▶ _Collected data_
..............................

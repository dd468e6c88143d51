//! Worker appeals against automatic rejections.
//!
//! An appeal is opened against either an attendance record or a task and is
//! resolved exactly once. Approval reinstates the contested record in the
//! same transaction as the appeal update, so neither write can land alone.

use crate::core::attendance::mark_verified;
use crate::core::context::FieldContext;
use crate::core::zones::ZoneSource;
use crate::db::queries::appeals::{
    get_appeal, insert_appeal, list_appeals_for_entity, list_appeals_for_worker,
    list_pending_appeals, update_appeal,
};
use crate::db::queries::attendance::{get_attendance, update_attendance};
use crate::db::queries::audit::AuditEntry;
use crate::db::queries::tasks::{get_task, update_task};
use crate::db::queries::verifications::record_decision;
use crate::errors::{AppError, AppResult};
use crate::models::appeal::{Appeal, AppealStatus, EntityRef};
use crate::models::attendance::AttendanceRecord;
use crate::models::notification::{Notification, NotificationKind};
use crate::models::position::LatLng;
use crate::models::task::{Task, TaskStatus};
use crate::models::verdict::Verdict;
use crate::models::verification::Phase;
use chrono::Utc;
use rusqlite::Connection;
use tracing::info;

/// What the worker supplies when contesting a rejection.
#[derive(Debug, Clone)]
pub struct AppealRequest {
    pub entity: EntityRef,
    pub worker_id: i64,
    pub explanation: String,
    pub distance_meters: Option<f64>,
    pub evidence_photo_ref: Option<String>,
}

#[derive(Debug, Clone, Copy, PartialEq, Eq)]
pub enum Outcome {
    Approved,
    Rejected,
}

/// A record an appeal can be filed against, loaded inside the transaction.
#[derive(Debug, Clone)]
pub enum Contested {
    Attendance(AttendanceRecord),
    Task(Task),
}

impl Contested {
    pub fn load(conn: &Connection, entity: &EntityRef) -> AppResult<Self> {
        Ok(match entity {
            EntityRef::Attendance(id) => Contested::Attendance(get_attendance(conn, *id)?),
            EntityRef::Task(id) => Contested::Task(get_task(conn, *id)?),
        })
    }

    pub fn entity(&self) -> EntityRef {
        match self {
            Contested::Attendance(r) => EntityRef::Attendance(r.id),
            Contested::Task(t) => EntityRef::Task(t.id),
        }
    }

    pub fn owner_id(&self) -> i64 {
        match self {
            Contested::Attendance(r) => r.worker_id,
            Contested::Task(t) => t.assigned_worker_id,
        }
    }

    /// Verdict for attendance, status for tasks.
    pub fn current_state(&self) -> &'static str {
        match self {
            Contested::Attendance(r) => r.verification_status.to_db_str(),
            Contested::Task(t) => t.status.to_db_str(),
        }
    }

    pub fn is_appealable(&self) -> bool {
        match self {
            Contested::Attendance(r) => r.verification_status == Verdict::Rejected,
            Contested::Task(t) => t.is_appealable(),
        }
    }

    pub fn recorded_distance(&self) -> Option<f64> {
        match self {
            Contested::Attendance(r) => r.rejection_distance(),
            Contested::Task(t) => match t.completion_verdict {
                Some(Verdict::Rejected) => t.completion_distance,
                _ => None,
            },
        }
    }

    /// Coordinates of the rejected report, if one was taken.
    pub fn reported_position(&self) -> Option<LatLng> {
        match self {
            Contested::Attendance(r) => r.rejected_position().map(LatLng::from),
            Contested::Task(t) => t.completion_position.map(LatLng::from),
        }
    }

    /// The task's own target wins over its zone's reference point.
    pub fn expected_position(&self, zones: &dyn ZoneSource) -> Option<LatLng> {
        let zone_id = match self {
            Contested::Attendance(r) => Some(r.zone_id),
            Contested::Task(t) => {
                if t.target.is_some() {
                    return t.target;
                }
                t.zone_id
            }
        };
        zone_id
            .and_then(|id| zones.zone(id).ok())
            .and_then(|z| z.reference)
    }

    pub fn rejection_reason(&self) -> Option<String> {
        match self {
            Contested::Attendance(r) => r.rejection_reason(),
            Contested::Task(t) => t.rejection_reason.clone(),
        }
    }

    /// Persist the effect of a resolved appeal on the contested record.
    /// A rejected appeal leaves the record untouched.
    pub fn apply_outcome(
        self,
        conn: &Connection,
        outcome: Outcome,
        reviewer_id: i64,
    ) -> AppResult<Contested> {
        if outcome == Outcome::Rejected {
            return Ok(self);
        }

        Ok(match self {
            Contested::Attendance(r) => {
                Contested::Attendance(update_attendance(conn, &mark_verified(r, reviewer_id))?)
            }
            // Single-step reinstatement: straight to Approved.
            Contested::Task(t) => Contested::Task(update_task(
                conn,
                &Task {
                    status: TaskStatus::Approved,
                    rejection_reason: None,
                    reviewer_id: Some(reviewer_id),
                    resolved_at: Some(Utc::now()),
                    ..t
                },
            )?),
        })
    }
}

pub struct AppealLogic;

impl AppealLogic {
    pub fn open(ctx: &mut FieldContext<'_>, req: AppealRequest) -> AppResult<Appeal> {
        let explanation = req.explanation.trim().to_string();
        if explanation.is_empty() {
            return Err(AppError::Validation(
                "an appeal needs an explanation".into(),
            ));
        }
        if let Some(d) = req.distance_meters
            && (!d.is_finite() || d < 0.0)
        {
            return Err(AppError::Validation(format!(
                "distance must be a non-negative number, got {}",
                d
            )));
        }
        let min_distance = ctx.settings.appeal_min_distance();
        let zones = ctx.zones;

        let appeal = ctx.transact(|tx, fx| {
            let contested = Contested::load(tx, &req.entity)?;

            if contested.owner_id() != req.worker_id {
                return Err(AppError::NotEligibleForAppeal(format!(
                    "{} does not belong to worker {}",
                    req.entity, req.worker_id
                )));
            }
            if !contested.is_appealable() {
                return Err(AppError::NotEligibleForAppeal(format!(
                    "{} is {}, not rejected",
                    req.entity,
                    contested.current_state()
                )));
            }

            let earlier = list_appeals_for_entity(tx, &req.entity)?;
            if let Some(blocking) = earlier.iter().find(|a| a.status != AppealStatus::Approved) {
                return Err(AppError::DuplicateAppeal(format!(
                    "{} (appeal {} is {})",
                    req.entity,
                    blocking.id,
                    blocking.status.to_db_str()
                )));
            }

            let recorded = contested.recorded_distance();
            if let Some(d) = recorded
                && d <= min_distance
            {
                return Err(AppError::NotEligibleForAppeal(format!(
                    "recorded distance {}m does not exceed {}m",
                    d, min_distance
                )));
            }

            let draft = Appeal {
                id: 0,
                entity: req.entity,
                worker_id: req.worker_id,
                distance_meters: req.distance_meters.or(recorded),
                worker_explanation: explanation.clone(),
                evidence_photo_ref: req.evidence_photo_ref.clone(),
                original_rejection_reason: contested.rejection_reason(),
                worker_position: contested.reported_position(),
                expected_position: contested.expected_position(zones),
                status: AppealStatus::Pending,
                reviewer_id: None,
                review_notes: None,
                submitted_at: Utc::now(),
                resolved_at: None,
                version: 1,
            };
            let id = insert_appeal(tx, &draft)?;

            fx.audit(AuditEntry {
                actor_id: req.worker_id,
                entity: req.entity,
                operation: "appeal_open",
                old_state: Some(contested.current_state().to_string()),
                new_state: format!("appeal {} pending", id),
                message: explanation.clone(),
            });
            Ok(Appeal { id, ..draft })
        })?;

        info!(appeal = appeal.id, entity = %appeal.entity, "appeal opened");
        Ok(appeal)
    }

    pub fn approve(
        ctx: &mut FieldContext<'_>,
        appeal_id: i64,
        reviewer_id: i64,
        notes: Option<&str>,
    ) -> AppResult<Appeal> {
        let notes = notes.map(str::trim).filter(|n| !n.is_empty());
        Self::resolve(ctx, appeal_id, reviewer_id, Outcome::Approved, notes)
    }

    pub fn reject(
        ctx: &mut FieldContext<'_>,
        appeal_id: i64,
        reviewer_id: i64,
        notes: &str,
    ) -> AppResult<Appeal> {
        let notes = notes.trim();
        if notes.is_empty() {
            return Err(AppError::Validation(
                "rejecting an appeal requires review notes".into(),
            ));
        }
        Self::resolve(ctx, appeal_id, reviewer_id, Outcome::Rejected, Some(notes))
    }

    fn resolve(
        ctx: &mut FieldContext<'_>,
        appeal_id: i64,
        reviewer_id: i64,
        outcome: Outcome,
        notes: Option<&str>,
    ) -> AppResult<Appeal> {
        let appeal = ctx.transact(|tx, fx| {
            let appeal = get_appeal(tx, appeal_id)?;
            if !appeal.is_pending() {
                return Err(AppError::AlreadyResolved(appeal_id));
            }

            let contested = Contested::load(tx, &appeal.entity)?;
            let before = contested.current_state();
            if outcome == Outcome::Approved && !contested.is_appealable() {
                return Err(AppError::InvalidTransition(format!(
                    "{} is {} and can no longer be reinstated",
                    appeal.entity, before
                )));
            }
            let after = contested.apply_outcome(tx, outcome, reviewer_id)?;

            let status = match outcome {
                Outcome::Approved => AppealStatus::Approved,
                Outcome::Rejected => AppealStatus::Rejected,
            };
            let resolved = update_appeal(
                tx,
                &Appeal {
                    status,
                    reviewer_id: Some(reviewer_id),
                    review_notes: notes.map(str::to_string),
                    resolved_at: Some(Utc::now()),
                    ..appeal
                },
            )?;

            if outcome == Outcome::Approved {
                record_decision(
                    tx,
                    &resolved.entity,
                    Phase::Appeal,
                    Verdict::Verified,
                    reviewer_id,
                    notes,
                )?;
                fx.audit(AuditEntry {
                    actor_id: reviewer_id,
                    entity: resolved.entity,
                    operation: "appeal_cascade",
                    old_state: Some(before.to_string()),
                    new_state: after.current_state().to_string(),
                    message: format!("reinstated by appeal {}", resolved.id),
                });
            }
            fx.audit(AuditEntry {
                actor_id: reviewer_id,
                entity: resolved.entity,
                operation: "appeal_resolve",
                old_state: Some(format!("appeal {} pending", resolved.id)),
                new_state: format!("appeal {} {}", resolved.id, status.to_db_str()),
                message: notes.unwrap_or_default().to_string(),
            });
            fx.notify(Notification {
                recipient_id: Some(resolved.worker_id),
                kind: NotificationKind::AppealResolved,
                entity: resolved.entity,
                message: format!(
                    "Your appeal on {} was {}",
                    resolved.entity,
                    status.to_db_str()
                ),
            });
            Ok(resolved)
        })?;

        info!(
            appeal = appeal_id,
            reviewer = reviewer_id,
            status = appeal.status.to_db_str(),
            "appeal resolved"
        );
        Ok(appeal)
    }

    pub fn get(conn: &Connection, appeal_id: i64) -> AppResult<Appeal> {
        get_appeal(conn, appeal_id)
    }

    /// Reviewer queue, oldest first.
    pub fn pending(conn: &Connection) -> AppResult<Vec<Appeal>> {
        list_pending_appeals(conn)
    }

    pub fn for_worker(conn: &Connection, worker_id: i64) -> AppResult<Vec<Appeal>> {
        list_appeals_for_worker(conn, worker_id)
    }

    pub fn for_entity(conn: &Connection, entity: &EntityRef) -> AppResult<Vec<Appeal>> {
        list_appeals_for_entity(conn, entity)
    }
}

..............................

▶ _Exercise description_
Each line of the data above that contains "core" counts once; report the total alone.

▶ _Solution for this problem_
3